La réponse réside dans le statut de preuve du test : il est normalement une preuve parmi les autres, ce qui signifie qu’il n’a ni plus, ni moins de valeur. Son gros avantage réside dans sa rigueur toute scientifique, ce qui n’empêche en rien de prouver les liens de parenté via d’autres méthodes. En remontant un peu dans la procédure, c’est d’ailleurs ce qui est généralement demandé pour que le juge autorise un test de paternité : afin d’introduire l’instance, il est demandé un amoncellement suffisant de preuve tendant à montrer que le père présumé serait bien le père biologique de l’enfant.
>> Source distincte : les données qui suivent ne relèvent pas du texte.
use async_trait::async_trait;
use camwatch_core::error::{CameraError, Result};
use camwatch_core::frame::{Frame, Timestamp};
use camwatch_core::pixel_format::PixelFormat;
use camwatch_core::source::CameraIdentity;
use camwatch_core::traits::{Stream, StreamInfo};
use std::io;
use std::sync::atomic::{AtomicBool, Ordering};
use std::sync::Arc;
use std::thread;
use tokio::sync::{mpsc, oneshot};
use tracing::debug;

/// 从驱动缓冲区拷贝出来的一帧
struct OwnedFrame {
    data: Vec<u8>,
    width: u32,
    height: u32,
    stride: usize,
    format: PixelFormat,
    sequence: u64,
    timestamp: Timestamp,
}

impl OwnedFrame {
    fn copy_from(frame: &Frame<'_>) -> Self {
        Self {
            data: frame.data.to_vec(),
            width: frame.width,
            height: frame.height,
            stride: frame.stride,
            format: frame.format,
            sequence: frame.sequence,
            timestamp: frame.timestamp,
        }
    }

    fn as_frame(&self) -> Frame<'_> {
        Frame {
            data: &self.data,
            width: self.width,
            height: self.height,
            stride: self.stride,
            format: self.format,
            sequence: self.sequence,
            timestamp: self.timestamp,
        }
    }
}

/// 在专用线程上读帧的阻塞式流
///
/// 线程独占底层流，读到的帧拷贝后经容量为 1 的通道交给采集任务。
/// 采集任务只在通道上等待，所以 teardown 随时可以打断它，异步 worker 也不会被占住。
pub(crate) struct ThreadedStream {
    info: StreamInfo,
    frames: mpsc::Receiver<Result<OwnedFrame>>,
    stop: Arc<AtomicBool>,
    stopped: Option<oneshot::Receiver<()>>,
    current: Option<OwnedFrame>,
}

impl ThreadedStream {
    /// 把已经启动的流移交给读帧线程
    pub(crate) fn spawn(identity: &CameraIdentity, mut stream: Box<dyn Stream>) -> io::Result<Self> {
        let info = stream.info();
        let (tx, frames) = mpsc::channel(1);
        let (done, stopped) = oneshot::channel();
        let stop = Arc::new(AtomicBool::new(false));
        let flag = stop.clone();
        let camera = identity.clone();

        thread::Builder::new()
            .name(format!("camwatch-cap-{identity}"))
            .spawn(move || {
                // 1. 读帧直到被要求停止，或者采集任务不再接收
                while !flag.load(Ordering::Acquire) {
                    let next = futures::executor::block_on(stream.next_frame())
                        .map(|frame| OwnedFrame::copy_from(&frame));
                    if tx.blocking_send(next).is_err() {
                        break;
                    }
                }

                // 2. 在本线程上停止并释放硬件
                if let Err(e) = futures::executor::block_on(stream.stop()) {
                    debug!(camera = %camera, "stream stop failed: {}", e);
                }
                drop(stream);
                debug!(camera = %camera, "capture reader thread exited");
                let _ = done.send(());
            })?;

        Ok(Self {
            info,
            frames,
            stop,
            stopped: Some(stopped),
            current: None,
        })
    }
}

#[async_trait]
impl Stream for ThreadedStream {
    fn info(&self) -> StreamInfo {
        self.info
    }

    // 底层流在移交之前已经启动
    async fn start(&mut self) -> Result<()> {
        Ok(())
    }

    /// 通知线程退出并等待它释放硬件
    ///
    /// 线程可能正卡在一次读帧里，这里异步等待，不占用 worker。
    async fn stop(&mut self) -> Result<()> {
        self.stop.store(true, Ordering::Release);
        self.frames.close();
        if let Some(stopped) = self.stopped.take() {
            // 线程 panic 时发送端被丢弃，同样视为已退出
            let _ = stopped.await;
        }
        // 丢掉线程退出前已经排队的帧
        while self.frames.try_recv().is_ok() {}
        Ok(())
    }

    async fn next_frame(&mut self) -> Result<Frame<'_>> {
        match self.frames.recv().await {
            Some(Ok(frame)) => Ok(self.current.insert(frame).as_frame()),
            Some(Err(e)) => Err(e),
            None => Err(CameraError::Disconnected("capture reader thread exited".into())),
        }
    }
}

impl Drop for ThreadedStream {
    fn drop(&mut self) {
        // 没有走 stop() 时，线程在当前这次读帧之后自行退出
        self.stop.store(true, Ordering::Release);
    }
}

#[cfg(test)]
mod tests {
    use super::*;
    use camwatch_core::pixel_format::FourCC;
    use std::sync::atomic::AtomicUsize;
    use std::time::Duration;

    struct Sleepy {
        data: Vec<u8>,
        sequence: u64,
        stops: Arc<AtomicUsize>,
    }

    #[async_trait]
    impl Stream for Sleepy {
        fn info(&self) -> StreamInfo {
            StreamInfo {
                width: 2,
                height: 1,
                fps: 20.0,
                format: FourCC::BGR3.into(),
            }
        }

        async fn start(&mut self) -> Result<()> {
            Ok(())
        }

        async fn stop(&mut self) -> Result<()> {
            self.stops.fetch_add(1, Ordering::SeqCst);
            Ok(())
        }

        async fn next_frame(&mut self) -> Result<Frame<'_>> {
            std::thread::sleep(Duration::from_millis(20));
            self.sequence += 1;
            Ok(Frame {
                data: &self.data,
                width: 2,
                height: 1,
                stride: 6,
                format: FourCC::BGR3.into(),
                sequence: self.sequence,
                timestamp: Timestamp::now(0),
            })
        }

        fn is_blocking(&self) -> bool {
            true
        }
    }

    #[tokio::test]
    async fn frames_arrive_in_order_and_stop_releases_once() {
        let stops = Arc::new(AtomicUsize::new(0));
        let inner = Box::new(Sleepy {
            data: vec![7; 6],
            sequence: 0,
            stops: stops.clone(),
        });
        let mut stream = ThreadedStream::spawn(&CameraIdentity::from("0"), inner).unwrap();
        assert_eq!(stream.info().width, 2);

        let first = stream.next_frame().await.unwrap().sequence;
        let second = stream.next_frame().await.unwrap();
        assert!(second.sequence > first);
        assert_eq!(second.data, &[7u8; 6][..]);

        tokio::time::timeout(Duration::from_secs(2), stream.stop())
            .await
            .unwrap()
            .unwrap();
        stream.stop().await.unwrap();
        assert_eq!(stops.load(Ordering::SeqCst), 1);
        assert!(stream.next_frame().await.is_err());
    }
}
Ce n’est qu’à la lumière de ces éléments que le juge déclarera opportun ou non de procéder à un test de paternité afin de savoir définitivement ce qu’il en est.

 

Or, les lois garantissant la protection du corps humain et des individus empêchent quiconque d’être forcé à être prélevé pour un test de paternité. La technique la plus logique pour un père présumé de mauvaise foi serait donc de se refuser à tout prélèvement, afin que la preuve de sa paternité ne soit pas constituée de manière certaine. Pourtant, on constate que cela n’empêche pas le juge de déclarer un tel père présumé comme étant le père biologique de l’enfant concerné, même après un refus. En termes de logique juridique, c’est tout à fait normal : si le résultat du test de paternité peut être un élément de preuve, le fait de refuser de passer ce test de paternité peut aussi être un fort élément de preuve. En effet, il est très peu probable que le test de paternité soit refusé pour d’autres motifs que la mauvaise foi, mis à part des cas très exceptionnels généralement justifiables factuellement (maladie, absence, empêchement…).

 

Cette solution a été contestée jusqu’à la Cour européenne des droits de l’homme, qui a débouté le demandeur et consacré cette possibilité pour le juge. C’est en effet dans un arrêt Canonne c/ France que les juges européens ont indiqué faire primer l’intérêt de l’enfant sur la protection de l’adulte face au prélèvement. Aussi, le droit pour le juge de tirer des conclusions d’un refus de test de paternité y a été entériné.